Ruling parties should help the opposition survive - Bishop Mususu
Ruling parties should help the opposition survive - Bishop MususuBy Ernest Chanda
Fri 20 Apr. 2012, 11:59 CAT
BISHOP Paul Mususu says politicians should form parties based on ideologies and principles in order for them to survive even after losing elections. Bishop Mususu, the former executive director of the Evangelical Fellowship of Zambia, also said ruling parties should help opposition parties survive.
Commenting on visiting German law maker Stefan Liebich's appeal that Zambian political parties should learn the art of surviving in the opposition after losing elections, Bishop Mususu said there were so many factors contributing to such a scenario.
"I absolutely agree with him, he's right. But there are many factors at play why our political parties fail to survive after losing power. One, there is a problem with the way we are constructing our own political parties. What I mean is, once a political party is formed, everything is centred on the person in charge," he said yesterday.
"You will find that principally there is more belief and trust in the leader of that party as opposed to the ideology which that political party may hold. Others hang on tribal lines and things like that. That's why you will find that someone will leave MMD today and tomorrow they belong to another political party because it is not based on ideology or principle."
He said political parties in Western countries survived because they were based on ideologies and principles.
Bishop Mususu said since survival instincts were embedded in those principles, parties continued to exist for long.
He further said ruling parties also had a share of the blame because they tended to embark on wiping out opposition parties.
"Second thing, and I'm afraid is very evident even in the arrangement today; every political party that has taken power has not enhanced the survival of other parties. They've gone flat out to champion the mood of really making the party that was there dead and buried. MMD did the same to UNIP, and it was the same after a change over from Chiluba to Mwanawasa. You remember the majority MPs were in the opposition in the National Assembly," he said.
"Before you knew it, they MMD lobbied and there were several by-elections; Dr Sipula Kabanje, the Nedson Zowas and all the opposition members that made the majority in parliament overnight they swung. So, to me the whole blame would be on the sitting government, and PF is no exemption. In their appointments now, whatever they're doing it's a killer instinct for them to win the majority. We are bent towards one party state, and it's there to see."
Bishop Mususu said the large number of political parties in the country also contributed to a weakened opposition.
He suggested trimming the number of political parties so that people could continue supporting them.
"We cannot afford to have 55 political parties. In as much as I would want the freedom of expression, freedom of association, surely we can do something. Like we have church mother bodies, we only have three," said Bishop Mususu.
[In Germany, which has a proportional representation system, there is a 10% cutoff point for representation in parliament. They mainly do this to exclude the extreme right from parliamentary politics, but it makes sense. There will still be upto about 10 parties in parliament, probably fewer than that. - MrK]
In an interview after he addressed delegates at a cocktail party at the German Ambassador's residence on Tuesday, Liebich, a member of parliament in the Left Party said democracy demanded that political parties continue to exist.

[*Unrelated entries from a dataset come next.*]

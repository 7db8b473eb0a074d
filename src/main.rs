use actix_cors::Cors;
use actix_web::{middleware, web, App, HttpServer};
use deepflow_match::config::Settings;
use deepflow_match::error::{handle_json_payload_error, handle_query_payload_error};
use deepflow_match::routes::{self, AppState};
use deepflow_match::services::{DataError, InvestorStore, SocialGraph};
use tracing::{error, info};
use tracing_subscriber::EnvFilter;

fn load_datasets(settings: &Settings) -> Result<(InvestorStore, SocialGraph), DataError> {
    let investors = match &settings.data.investors_path {
        Some(path) => {
            info!("Loading investors from {}", path);
            InvestorStore::from_json_file(path)?
        }
        None => InvestorStore::seeded(),
    };

    let graph = match &settings.data.network_path {
        Some(path) => {
            info!("Loading network from {}", path);
            SocialGraph::from_json_file(path)?
        }
        None => SocialGraph::seeded(),
    };

    Ok((investors, graph))
}

#[actix_web::main]
async fn main() -> std::io::Result<()> {
    // Load .env file if present
    dotenv::dotenv().ok();

    let settings = match Settings::load() {
        Ok(settings) => settings,
        Err(e) => {
            eprintln!("Configuration error: {}", e);
            std::process::exit(1);
        }
    };

    // Initialize logging
    let filter = EnvFilter::try_from_default_env().unwrap_or_else(|_| EnvFilter::new(&settings.logging.level));
    let subscriber = tracing_subscriber::fmt()
        .with_env_filter(filter)
        .with_target(false)
        .with_level(true);

    if settings.logging.format == "pretty" {
        subscriber.pretty().init();
    } else {
        subscriber.init();
    }

    info!("Starting Deepflow matching service...");

    let (investors, graph) = match load_datasets(&settings) {
        Ok(data) => data,
        Err(e) => {
            error!("Failed to load data: {}", e);
            std::process::exit(1);
        }
    };

    info!("Loaded {} investors and {} network profiles", investors.len(), graph.len());

    let host = settings.server.host.clone();
    let port = settings.server.port;
    let workers = settings.server.workers.unwrap_or(4);

    let app_state = AppState::new(settings, investors, graph);

    info!("Starting HTTP server on {}:{}", host, port);

    HttpServer::new(move || {
        let cors = Cors::permissive();

        App::new()
            .app_data(web::Data::new(app_state.clone()))
            .app_data(web::JsonConfig::default().error_handler(handle_json_payload_error))
            .app_data(web::QueryConfig::default().error_handler(handle_query_payload_error))
            .wrap(cors)
            .wrap(middleware::Logger::default())
            .wrap(middleware::Compress::default())
            .configure(routes::configure_routes)
    })
    .workers(workers)
    .bind((host, port))?
    .run()
    .await
}
//! Fixed lookup tables used by the match scorer.

use crate::models::FundingStage;

/// Funding stages in ascending order
pub const STAGE_ORDER: [FundingStage; 7] = [
    FundingStage::PreSeed,
    FundingStage::Seed,
    FundingStage::SeriesA,
    FundingStage::SeriesB,
    FundingStage::SeriesC,
    FundingStage::SeriesCPlus,
    FundingStage::GrowthEquity,
];

/// Industry -> sectors considered adjacent to it
pub const RELATED_SECTORS: &[(&str, &[&str])] = &[
    ("Enterprise SaaS", &["AI/ML", "Consumer Tech"]),
    ("Consumer Tech", &["E-commerce", "AI/ML"]),
    ("FinTech", &["Enterprise SaaS", "Blockchain"]),
    ("HealthTech", &["AI/ML", "Enterprise SaaS"]),
    ("AI/ML", &["Enterprise SaaS", "HealthTech", "FinTech"]),
];

/// Region name -> place keywords located in it
pub const REGIONS: &[(&str, &[&str])] = &[
    (
        "North America",
        &["US", "USA", "United States", "Canada", "San Francisco", "New York", "Boston", "Austin", "Seattle"],
    ),
    (
        "Europe",
        &["UK", "London", "Berlin", "Paris", "Amsterdam", "Stockholm", "Dublin"],
    ),
    (
        "Asia",
        &["Singapore", "Hong Kong", "Shanghai", "Beijing", "Tokyo", "Seoul", "Bangalore"],
    ),
];

/// Preference token meaning "invests anywhere"
pub const GLOBAL_PREFERENCE: &str = "Global";

/// Position of a stage in [`STAGE_ORDER`]
pub fn stage_index(stage: FundingStage) -> usize {
    STAGE_ORDER
        .iter()
        .position(|s| *s == stage)
        .unwrap_or(STAGE_ORDER.len())
}

/// Sectors related to `industry`; empty for unknown industries
pub fn related_sectors(industry: &str) -> &'static [&'static str] {
    RELATED_SECTORS
        .iter()
        .find(|(name, _)| *name == industry)
        .map(|(_, related)| *related)
        .unwrap_or(&[])
}

/// Regions whose keywords appear in `location` (case-insensitive)
pub fn regions_for_location(location: &str) -> Vec<&'static str> {
    let location = location.to_lowercase();
    REGIONS
        .iter()
        .filter(|(_, places)| places.iter().any(|p| location.contains(&p.to_lowercase())))
        .map(|(region, _)| *region)
        .collect()
}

"In a democracy it is important, if you lose power, to learn how the opposition works. I hope that the former ruling party MMD here in your country will get a chance to learn it," said Liebich.
"My party was 10 years in a coalition partnership in the Senate of Berlin, after the last elections we were sent to the opposition. That's life, it's how democracy works and I hope in your country it will be the future. It makes no sense to disappear after elections."